*** Source data ***

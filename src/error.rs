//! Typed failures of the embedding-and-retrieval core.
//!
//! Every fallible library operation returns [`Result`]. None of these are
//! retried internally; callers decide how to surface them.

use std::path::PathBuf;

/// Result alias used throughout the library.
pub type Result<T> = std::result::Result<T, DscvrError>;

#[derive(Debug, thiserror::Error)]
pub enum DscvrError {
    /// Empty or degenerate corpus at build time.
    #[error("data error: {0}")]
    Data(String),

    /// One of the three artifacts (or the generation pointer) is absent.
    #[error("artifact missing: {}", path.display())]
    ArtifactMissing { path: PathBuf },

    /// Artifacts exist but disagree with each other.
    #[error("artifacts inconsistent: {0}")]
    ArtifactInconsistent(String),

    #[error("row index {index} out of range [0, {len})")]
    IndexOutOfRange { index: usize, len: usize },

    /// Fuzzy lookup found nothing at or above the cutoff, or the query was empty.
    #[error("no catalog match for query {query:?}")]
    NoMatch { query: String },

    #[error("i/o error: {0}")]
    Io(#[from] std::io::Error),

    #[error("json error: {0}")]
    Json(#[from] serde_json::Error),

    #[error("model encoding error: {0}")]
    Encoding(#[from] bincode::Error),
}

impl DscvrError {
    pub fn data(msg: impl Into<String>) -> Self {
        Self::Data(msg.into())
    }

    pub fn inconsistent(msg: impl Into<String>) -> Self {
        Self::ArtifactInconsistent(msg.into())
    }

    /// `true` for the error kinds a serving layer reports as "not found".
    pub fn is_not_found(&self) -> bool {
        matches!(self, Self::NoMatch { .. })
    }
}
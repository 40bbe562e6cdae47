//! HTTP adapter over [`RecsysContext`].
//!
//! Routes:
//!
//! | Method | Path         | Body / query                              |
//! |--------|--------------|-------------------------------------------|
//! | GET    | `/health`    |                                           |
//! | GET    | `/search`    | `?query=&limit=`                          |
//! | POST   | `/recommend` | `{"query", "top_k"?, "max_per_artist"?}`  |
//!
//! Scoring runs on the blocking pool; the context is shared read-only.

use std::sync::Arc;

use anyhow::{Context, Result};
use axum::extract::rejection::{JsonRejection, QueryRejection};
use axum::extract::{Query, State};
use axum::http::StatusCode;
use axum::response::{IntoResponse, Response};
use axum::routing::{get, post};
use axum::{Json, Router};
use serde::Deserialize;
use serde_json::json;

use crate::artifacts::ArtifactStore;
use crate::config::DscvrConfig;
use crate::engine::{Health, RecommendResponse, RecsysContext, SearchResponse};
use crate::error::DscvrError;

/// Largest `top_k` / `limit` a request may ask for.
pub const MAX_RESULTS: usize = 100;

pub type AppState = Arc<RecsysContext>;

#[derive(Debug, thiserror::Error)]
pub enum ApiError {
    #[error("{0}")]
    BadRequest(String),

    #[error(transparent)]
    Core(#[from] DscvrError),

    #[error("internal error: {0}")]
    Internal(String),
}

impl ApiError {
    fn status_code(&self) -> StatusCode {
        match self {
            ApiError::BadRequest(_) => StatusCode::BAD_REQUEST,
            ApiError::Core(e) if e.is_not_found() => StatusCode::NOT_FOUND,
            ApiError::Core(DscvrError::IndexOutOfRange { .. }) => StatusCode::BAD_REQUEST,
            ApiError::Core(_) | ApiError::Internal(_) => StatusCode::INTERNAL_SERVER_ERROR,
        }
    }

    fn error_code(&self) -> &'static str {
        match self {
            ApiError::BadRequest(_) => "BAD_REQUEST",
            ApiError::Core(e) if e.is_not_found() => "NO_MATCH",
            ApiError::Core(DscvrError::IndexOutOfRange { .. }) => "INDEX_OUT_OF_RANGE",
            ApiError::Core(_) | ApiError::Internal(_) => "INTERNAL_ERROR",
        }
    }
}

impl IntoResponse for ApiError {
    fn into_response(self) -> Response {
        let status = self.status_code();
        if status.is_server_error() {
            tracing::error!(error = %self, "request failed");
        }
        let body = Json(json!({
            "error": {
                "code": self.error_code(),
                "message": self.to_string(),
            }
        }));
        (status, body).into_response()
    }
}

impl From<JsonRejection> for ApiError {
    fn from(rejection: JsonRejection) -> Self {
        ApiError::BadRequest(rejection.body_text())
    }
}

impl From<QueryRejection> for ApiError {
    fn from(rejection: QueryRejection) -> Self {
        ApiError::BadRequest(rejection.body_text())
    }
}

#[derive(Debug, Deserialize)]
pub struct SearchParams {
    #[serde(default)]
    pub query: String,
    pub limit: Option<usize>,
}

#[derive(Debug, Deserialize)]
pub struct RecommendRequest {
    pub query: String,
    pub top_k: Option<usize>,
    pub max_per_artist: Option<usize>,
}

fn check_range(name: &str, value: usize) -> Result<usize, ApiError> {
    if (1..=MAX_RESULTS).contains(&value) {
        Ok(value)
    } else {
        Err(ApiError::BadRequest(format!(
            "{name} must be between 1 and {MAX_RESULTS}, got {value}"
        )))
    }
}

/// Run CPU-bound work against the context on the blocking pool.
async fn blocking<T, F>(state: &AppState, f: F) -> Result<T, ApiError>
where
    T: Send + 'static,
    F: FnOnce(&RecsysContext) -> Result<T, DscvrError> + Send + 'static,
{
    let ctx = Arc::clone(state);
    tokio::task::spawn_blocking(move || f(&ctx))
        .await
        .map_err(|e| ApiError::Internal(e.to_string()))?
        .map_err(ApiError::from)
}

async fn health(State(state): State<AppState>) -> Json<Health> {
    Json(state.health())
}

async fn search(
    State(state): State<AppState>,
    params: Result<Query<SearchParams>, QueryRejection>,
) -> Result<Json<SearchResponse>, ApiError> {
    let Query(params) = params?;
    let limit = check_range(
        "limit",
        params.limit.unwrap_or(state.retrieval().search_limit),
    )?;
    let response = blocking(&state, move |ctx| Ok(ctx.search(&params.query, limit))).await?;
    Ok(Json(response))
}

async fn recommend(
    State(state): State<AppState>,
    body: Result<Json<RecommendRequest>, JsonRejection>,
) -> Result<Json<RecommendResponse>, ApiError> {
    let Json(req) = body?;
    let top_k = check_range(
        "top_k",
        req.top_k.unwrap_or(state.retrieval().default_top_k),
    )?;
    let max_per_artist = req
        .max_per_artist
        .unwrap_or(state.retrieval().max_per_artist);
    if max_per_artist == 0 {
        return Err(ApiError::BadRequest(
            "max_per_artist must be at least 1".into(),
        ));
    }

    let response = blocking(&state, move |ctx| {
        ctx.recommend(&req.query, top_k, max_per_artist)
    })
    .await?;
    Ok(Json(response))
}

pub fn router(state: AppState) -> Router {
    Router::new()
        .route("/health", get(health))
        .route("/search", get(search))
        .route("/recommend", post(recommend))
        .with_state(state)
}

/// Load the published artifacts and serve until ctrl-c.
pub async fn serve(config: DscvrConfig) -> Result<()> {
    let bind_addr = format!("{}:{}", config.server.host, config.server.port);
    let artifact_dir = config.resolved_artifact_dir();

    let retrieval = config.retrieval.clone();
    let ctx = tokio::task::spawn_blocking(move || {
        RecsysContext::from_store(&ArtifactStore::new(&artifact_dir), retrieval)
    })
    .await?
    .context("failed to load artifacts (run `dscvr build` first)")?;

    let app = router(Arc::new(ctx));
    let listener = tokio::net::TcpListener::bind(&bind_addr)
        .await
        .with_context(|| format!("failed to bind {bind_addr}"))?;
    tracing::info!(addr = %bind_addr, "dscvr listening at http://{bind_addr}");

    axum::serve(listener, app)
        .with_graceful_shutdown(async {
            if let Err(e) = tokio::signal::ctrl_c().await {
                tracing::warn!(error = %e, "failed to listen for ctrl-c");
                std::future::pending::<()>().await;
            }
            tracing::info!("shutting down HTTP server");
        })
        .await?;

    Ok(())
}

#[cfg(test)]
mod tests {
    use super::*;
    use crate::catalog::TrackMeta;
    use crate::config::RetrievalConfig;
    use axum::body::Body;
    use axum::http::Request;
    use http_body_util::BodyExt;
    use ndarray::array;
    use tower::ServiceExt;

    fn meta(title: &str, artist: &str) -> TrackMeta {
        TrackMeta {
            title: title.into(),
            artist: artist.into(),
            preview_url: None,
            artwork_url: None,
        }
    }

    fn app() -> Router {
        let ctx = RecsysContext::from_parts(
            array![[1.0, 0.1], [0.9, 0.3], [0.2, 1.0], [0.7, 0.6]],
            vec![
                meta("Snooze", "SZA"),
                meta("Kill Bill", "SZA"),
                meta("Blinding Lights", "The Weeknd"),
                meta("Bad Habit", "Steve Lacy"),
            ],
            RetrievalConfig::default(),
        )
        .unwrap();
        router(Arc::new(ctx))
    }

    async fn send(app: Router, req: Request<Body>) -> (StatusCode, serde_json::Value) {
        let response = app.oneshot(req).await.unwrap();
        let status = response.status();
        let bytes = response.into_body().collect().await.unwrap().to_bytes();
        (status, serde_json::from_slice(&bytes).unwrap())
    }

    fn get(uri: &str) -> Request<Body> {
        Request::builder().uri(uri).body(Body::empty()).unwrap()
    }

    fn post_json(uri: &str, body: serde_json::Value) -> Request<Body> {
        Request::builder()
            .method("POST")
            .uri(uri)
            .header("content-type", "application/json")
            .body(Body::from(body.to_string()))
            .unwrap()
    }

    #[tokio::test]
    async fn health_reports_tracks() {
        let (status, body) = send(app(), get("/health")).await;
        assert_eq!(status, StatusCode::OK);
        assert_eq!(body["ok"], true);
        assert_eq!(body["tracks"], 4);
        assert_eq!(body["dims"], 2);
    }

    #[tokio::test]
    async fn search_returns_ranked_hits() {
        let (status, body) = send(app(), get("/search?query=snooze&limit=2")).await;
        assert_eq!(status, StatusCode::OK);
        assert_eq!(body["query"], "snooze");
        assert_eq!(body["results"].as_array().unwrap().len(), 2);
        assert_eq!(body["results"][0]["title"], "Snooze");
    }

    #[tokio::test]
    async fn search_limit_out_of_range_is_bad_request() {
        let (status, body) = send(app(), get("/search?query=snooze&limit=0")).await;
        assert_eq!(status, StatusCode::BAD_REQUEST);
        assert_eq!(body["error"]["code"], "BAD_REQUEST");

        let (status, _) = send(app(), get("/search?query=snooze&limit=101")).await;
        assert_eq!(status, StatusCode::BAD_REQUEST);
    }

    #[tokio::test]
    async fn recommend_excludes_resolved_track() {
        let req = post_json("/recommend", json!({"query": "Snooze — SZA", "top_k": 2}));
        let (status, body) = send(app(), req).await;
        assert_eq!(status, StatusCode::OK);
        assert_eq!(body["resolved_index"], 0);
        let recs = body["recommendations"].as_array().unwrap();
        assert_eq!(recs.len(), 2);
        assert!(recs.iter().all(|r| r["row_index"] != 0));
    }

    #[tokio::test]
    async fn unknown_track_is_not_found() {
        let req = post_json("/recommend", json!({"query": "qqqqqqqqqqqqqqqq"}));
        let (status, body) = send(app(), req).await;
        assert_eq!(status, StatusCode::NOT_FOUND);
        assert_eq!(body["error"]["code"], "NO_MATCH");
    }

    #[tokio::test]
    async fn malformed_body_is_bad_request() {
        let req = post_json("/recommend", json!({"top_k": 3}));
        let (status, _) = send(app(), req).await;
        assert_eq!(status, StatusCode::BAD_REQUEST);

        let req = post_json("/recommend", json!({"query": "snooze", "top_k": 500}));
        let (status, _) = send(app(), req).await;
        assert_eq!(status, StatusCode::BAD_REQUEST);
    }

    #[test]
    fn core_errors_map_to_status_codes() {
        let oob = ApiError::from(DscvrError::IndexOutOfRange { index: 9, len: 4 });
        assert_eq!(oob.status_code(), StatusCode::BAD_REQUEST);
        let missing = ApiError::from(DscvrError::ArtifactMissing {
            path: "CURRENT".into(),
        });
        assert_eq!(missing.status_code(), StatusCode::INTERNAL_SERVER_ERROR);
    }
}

*** End of Source data ***

Find the word "task" in the material, then list each line that holds it.

    tokio::task::spawn_blocking(move || f(&ctx))
    let ctx = tokio::task::spawn_blocking(move || {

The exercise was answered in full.